I packed up a bunch of stuff last night to bring in today for an LED photo shoot. Luckily, I grabbed more than the first LED that looked suitable out of my pile, because it turns out that one was DEFECTIVE!! Anyways, here are the pics with some annotations. Again, please do not republish these in any way. If you want to use them just ask. These are all optical microscopy photographs. 





Oops, the LED factory failed to properly attach the ball bond to the die! Or it detached before it was encapsulated in plastic. Either way, this LED never had a chance. At the top is a reflection of the die and wire due to the shape of the LED package. 





Another LED (this is the LED used for the rest of these images), no power, low magnification. 





Higher magnification of the same LED, with more light shining on it. It still has no power. The die itself is red and all the red light in this picture is merely reflecting off the die. 
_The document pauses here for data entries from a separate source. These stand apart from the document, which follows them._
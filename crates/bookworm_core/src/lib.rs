//! Persistence core for Bookworm.
//! Owns records, staged changes, live views and atomic saves.

pub mod config;
pub mod context;
pub mod db;
pub mod logging;
pub mod model;
pub mod store;
pub mod view;

pub use config::{ConfigError, StoreConfig};
pub use context::{
    Context, ContextError, ContextResult, PendingSave, SaveError, SaveOutcome, SaveSummary,
    ValidationIssue, ValidationProblem,
};
pub use logging::{init_logging, logging_status, LogLevel};
pub use model::book::{BOOK, GENRES, MAX_RATING, STUDENT};
pub use model::record::{Record, RecordId, RecordSnapshot, RecordState};
pub use model::schema::{
    AttributeDef, AttributeError, AttributeKind, AttributeValue, Constraint, EntitySchema, Schema,
};
pub use store::sqlite::SqliteRecordStore;
pub use store::{ChangeBatch, RecordStore, StoreError, StoreResult};
pub use view::{
    Predicate, SortKey, SortOrder, ViewChange, ViewDefinition, ViewEvent, ViewHandle, ViewId,
};

/// Returns the core crate version.
pub fn core_version() -> &'static str {
    env!("CARGO_PKG_VERSION")
}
Low magnification with 5.2v + 30,000 ohms (less than .2mA through the LED). 





Higher magnification with the same power parameters. 





Here it is without any ambient light, and only 1,000 ohms resistance. In all these pictures the red ring around the die is just from the metal reflector cup, and is not part of the emitting surface. 


Hope you guys like this batch of pictures! It was a lot harder to get decent pictures of these LEDs than I thought it would be. I played around for a while with exposure settings, positioning, and external lighting. Let me know what you think!


----------



## DaFABRICATA (Feb 23, 2007)

*Re: Bored at work; neat pictures follow. *New Pics Added**

YOU ARE THE MAN!!!!!


----------



## Illum (Feb 23, 2007)

*Re: Bored at work; neat pictures follow. *New Pics Added**

you have this kind of technology at your work place????!!!
how can you be BORED?

oo: theres so many things worthy of being seen with that microscope of yours....you can literally find the flea on the flea on your dog...provided you have one...

where do you work?


----------



## EngrPaul (Feb 23, 2007)

*Re: Bored at work; neat pictures follow. *New Pics Added**

Cool. (I was hoping it wasn't photocopies of your butt.)


----------



## DNova (Feb 23, 2007)

*Re: Bored at work; neat pictures follow. *New Pics Added**

Thanks 

Here's the bigger version of my new avatar for CPF:


----------



## [email protected] (Feb 23, 2007)

*Re: Bored at work; neat pictures follow. *New Pics Added**

Impressive pics!  :goodjob:


----------



## molite (Mar 12, 2007)

*Re: Bored at work; neat pictures follow. *New Pics Added**

Awsome again!
A newbie with something to offer CPF and Wow the senior members!
Unlike me, sucking up information and asking dumb questions.
You really make all us other newbies look bad.
Keep the pic's coming.
You've done Ican and Led so now a lazer?


----------



## liveforphysics (Mar 12, 2007)

*Re: Bored at work; neat pictures follow. *New Pics Added**

Outstanding!

These are some of the most outstanding pictures I've ever seen!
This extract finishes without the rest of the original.